第 7 話 楠木氏は得宗被官だったのか

☆ 楠木氏の得宗被官説を考える ☆


 駿河説というか得宗被官説だと、楠木が河内に来て、河内楠入道が播磨国大部荘を襲うまでの間は僅か8年しかないんですよね。('22/03/24)


 その8年の間に、楠入道は大部荘の雑掌となるが職を解かれ、後任が垂水繁昌となり、その繁昌も横領でクビになったので一緒に報復したということになります。まだ河内の足下がおぼつかないだろう時期に遠くの播磨に出向いてそんな動きをする余裕があるのかな。('22/03/25)


 そういった背景もあってか、この河内楠入道は楠木氏とは関係ない!という人もいます。「河内が名字だ!」とか「栖入道の書き間違いだ!」など。後者は、後から出された荘民の訴状に「楠」ではなく「栖」と書かれていたというもの。('22/03/25)

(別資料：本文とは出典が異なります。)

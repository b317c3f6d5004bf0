use core::sync::atomic::{AtomicBool, Ordering};
use std::sync::Arc;

/// A shareable flag for aborting in-flight integrations.
///
/// Cloning yields a handle to the same flag. The integrator polls it
/// between batches; a cancelled point resolves as
/// [`LowConfidence`](crate::IntegralStatus::LowConfidence) (or
/// [`Failed`](crate::IntegralStatus::Failed) if it never saw a nonzero
/// weight) instead of blocking the generation barrier.
///
/// # Examples
///
/// ```
/// use rapid_pe::integrator::CancelToken;
///
/// let token = CancelToken::new();
/// let handle = token.clone();
/// handle.cancel();
/// assert!(token.is_cancelled());
/// ```
#[derive(Clone, Debug, Default)]
pub struct CancelToken(Arc<AtomicBool>);

impl CancelToken {
    /// Creates a token that is not cancelled.
    #[must_use]
    pub fn new() -> Self {
        Self::default()
    }

    /// Requests cancellation of every integration holding this token.
    pub fn cancel(&self) {
        self.0.store(true, Ordering::SeqCst);
    }

    /// Returns `true` once [`cancel`](Self::cancel) has been called.
    #[must_use]
    pub fn is_cancelled(&self) -> bool {
        self.0.load(Ordering::SeqCst)
    }
}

 まあ結局は藪の中ですが、楠木が河内に来たのが霜月騒動の後だというのは、現地の地名を名字とする親族の多さから、ちょっと年月が浅すぎるかなと……。('22/03/25)



☆ 以下、補足・詳述します ☆


 得宗被官説とは以前からあった説のひとつで、駿河の楠木村出身で得宗被官(北条御内人)、つまり北条家直参であった楠木氏が、東国(関東乃至駿河)から河内にやってきたとする説。


 弘安8年11月(1285年)の霜月騒動で安達氏が滅び、所有の河内国観心寺荘が没収されて北条得宗領となり、楠木氏が南河内に代官として派遣されて来たとする(1286年以降と思われる)。

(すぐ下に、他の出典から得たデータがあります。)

//! Evidence surfaces over the intrinsic space.
//!
//! The scheduler ranks candidate points with a continuous estimate of
//! `ln Z(θ)` built from the resolved points. How that estimate is built is
//! a strategy: implement [`SurfaceFitter`] to plug in another regression.
//!
//! Two fitters ship with the crate:
//!
//! | Fitter | Technique | Feature |
//! |--------|-----------|---------|
//! | [`GpFitter`] | Gaussian process, Matérn 5/2 kernel, per-point noise | `gp` |
//! | [`KernelRegressionFitter`] | Nadaraya-Watson, Scott's-rule bandwidth | always |
//!
//! Fitters work in normalized coordinates (every intrinsic dimension mapped
//! onto `[0, 1]`), so one bandwidth or lengthscale scale fits all
//! dimensions regardless of their physical units.

#[cfg(feature = "gp")]
mod gp;
mod kernel;

#[cfg(feature = "gp")]
pub use gp::{GpFitter, GpFitterBuilder};
pub use kernel::KernelRegressionFitter;

use crate::error::Result;
use crate::point::GridRecord;
use crate::space::IntrinsicSpace;
use crate::types::IntegralStatus;

/// Variance floor for one observation, in nats².
const MIN_OBSERVATION_VARIANCE: f64 = 1e-6;
/// Variance assigned when the integrator reported no usable error bar.
const UNKNOWN_OBSERVATION_VARIANCE: f64 = 1.0;

/// One resolved point as seen by a fitter.
#[derive(Clone, Debug, PartialEq)]
pub struct Observation {
    /// Intrinsic parameters mapped onto the unit cube.
    pub x: Vec<f64>,
    /// Log evidence at the point.
    pub log_evidence: f64,
    /// Variance of `log_evidence` in nats².
    pub variance: f64,
}

impl Observation {
    /// Builds an observation from a resolved record.
    ///
    /// Returns `None` for records that must not shape the surface:
    /// pending or failed points, and non-finite evidence. Low-confidence
    /// points are kept with their variance multiplied by
    /// `low_confidence_penalty`.
    #[must_use]
    pub fn from_record(
        record: &GridRecord,
        space: &IntrinsicSpace,
        low_confidence_penalty: f64,
    ) -> Option<Self> {
        let result = &record.result;
        if !result.status.is_usable() || !result.log_evidence.is_finite() {
            return None;
        }
        let rel = result.relative_error;
        let mut variance = if rel.is_finite() {
            (rel * rel).max(MIN_OBSERVATION_VARIANCE)
        } else {
            UNKNOWN_OBSERVATION_VARIANCE
        };
        if result.status == IntegralStatus::LowConfidence {
            variance *= low_confidence_penalty;
        }
        Some(Self {
            x: space.normalize(&record.point.params),
            log_evidence: result.log_evidence,
            variance,
        })
    }
}

/// Predicted log evidence and its standard deviation.
#[derive(Clone, Copy, Debug, PartialEq)]
pub struct Prediction {
    /// Predicted `ln Z`.
    pub mean: f64,
    /// Predictive standard deviation of `ln Z`.
    pub std: f64,
}

impl Prediction {
    /// Upper confidence bound `mean + kappa * std`.
    #[must_use]
    pub fn upper_bound(&self, kappa: f64) -> f64 {
        self.mean + kappa * self.std
    }
}

/// A fitted surface. Inputs are normalized intrinsic coordinates.
pub trait Surface: Send + Sync {
    /// Predicts the log evidence at `x`.
    fn predict(&self, x: &[f64]) -> Prediction;
}

/// Builds a [`Surface`] from observations.
///
/// Implementations must be deterministic: the same observations in the
/// same order always produce the same surface.
pub trait SurfaceFitter: Send + Sync {
    /// Short name used in log events.
    fn name(&self) -> &'static str;

    /// Fits a surface.
    ///
    /// # Errors
    ///
    /// Returns `Error::SurfaceFit` when the observations cannot support a
    /// surface (none at all, or a numerically singular system).
    fn fit(&self, observations: &[Observation]) -> Result<Box<dyn Surface>>;
}

/// The fitter a scheduler uses when none is configured.
#[must_use]
pub fn default_fitter() -> Box<dyn SurfaceFitter> {
    #[cfg(feature = "gp")]
    {
        Box::new(GpFitter::default())
    }
    #[cfg(not(feature = "gp"))]
    {
        Box::new(KernelRegressionFitter::default())
    }
}

/// Per-dimension population standard deviation of the inputs.
#[allow(clippy::cast_precision_loss)]
pub(crate) fn column_std(observations: &[Observation]) -> Vec<f64> {
    let n = observations.len() as f64;
    let d = observations.first().map_or(0, |o| o.x.len());
    (0..d)
        .map(|j| {
            let mean = observations.iter().map(|o| o.x[j]).sum::<f64>() / n;
            let var = observations
                .iter()
                .map(|o| (o.x[j] - mean).powi(2))
                .sum::<f64>()
                / n;
            var.sqrt()
        })
        .collect()
}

 その8年後の永仁2年10月(1294年)。河内楠入道が東大寺領である播磨国大部荘に押し入る。これは雑掌(荘園代官)の垂水繁昌が横領で解任され、その報復に楠入道らも参加して押し入ったもの。楠入道自身も前の荘雑掌。


 この頃、摂津など畿内では、雑掌職を解かれると報復として悪党的行為が横行していた。そもそも依託された当時の雑掌自身が悪党的な性格を帯びてた(平野将監など)。毒を以って毒を制す的な感じかな。


 河内楠入道は略奪行為に加え、垂水繁昌の前に自身も播磨国大部荘の荘雑掌を解任されてるのだから、入道自身が悪党的性格を持ち合わせた荘雑掌だったんだろう。


 そもそも東大寺が、河内から遠い播磨の雑掌職を依頼するのも、楠入道が既に悪党的な性格を持ち合わせ、その道で実力ある存在として名が売れていたからとも考えられる。


 もし、楠木氏が得宗被官だとすれば、1286年に観心寺荘にやって来た後、数年内には安達に与する現地勢力を屈服させ、畿内の悪党たちと関係を築き、東大寺に雑掌職を依頼されるまでに名を知られた存在となっていなければならない。


 そして、播磨大部荘の雑掌職に付くが解任。後任の雑掌の垂水繁昌も横領で解任され、1294年に垂水や他の元雑掌たちと一緒に大部荘に押し入り、略奪行為を行う。


 わずか8年足らずで、これだけ慌ただしいことが可能だろうか。もっと前から南河内に根付いた悪党的一面をも持った武士団と考える方が合理的な気がする。


 ただし、大部荘の百姓たちの訴状には、最初は河内楠入道とあるが、二番目の訴状では河内栖入道と書かれている。単なる当て字のミスなのかは、慎重に扱う必要がある。


 もうひとつ気になるのは橋本、和田、大塚、神宮寺、佐備、河野辺、済恩寺、甲斐庄、平石などなど、正の通字を持つ親族がとても多いこと。


 楠木氏が入植して正成が活躍する30年間で、この大族化は可能だろうか。一族総出で移住したとすれば、なぜ南河内の地名を苗字にしているのか説明できない。


 偏諱を受けただけの現地土豪かもしれないが、明らかな家臣や与力は正の字が付いてないようなので、(偏諱にせよ)やはり親族のような気がする。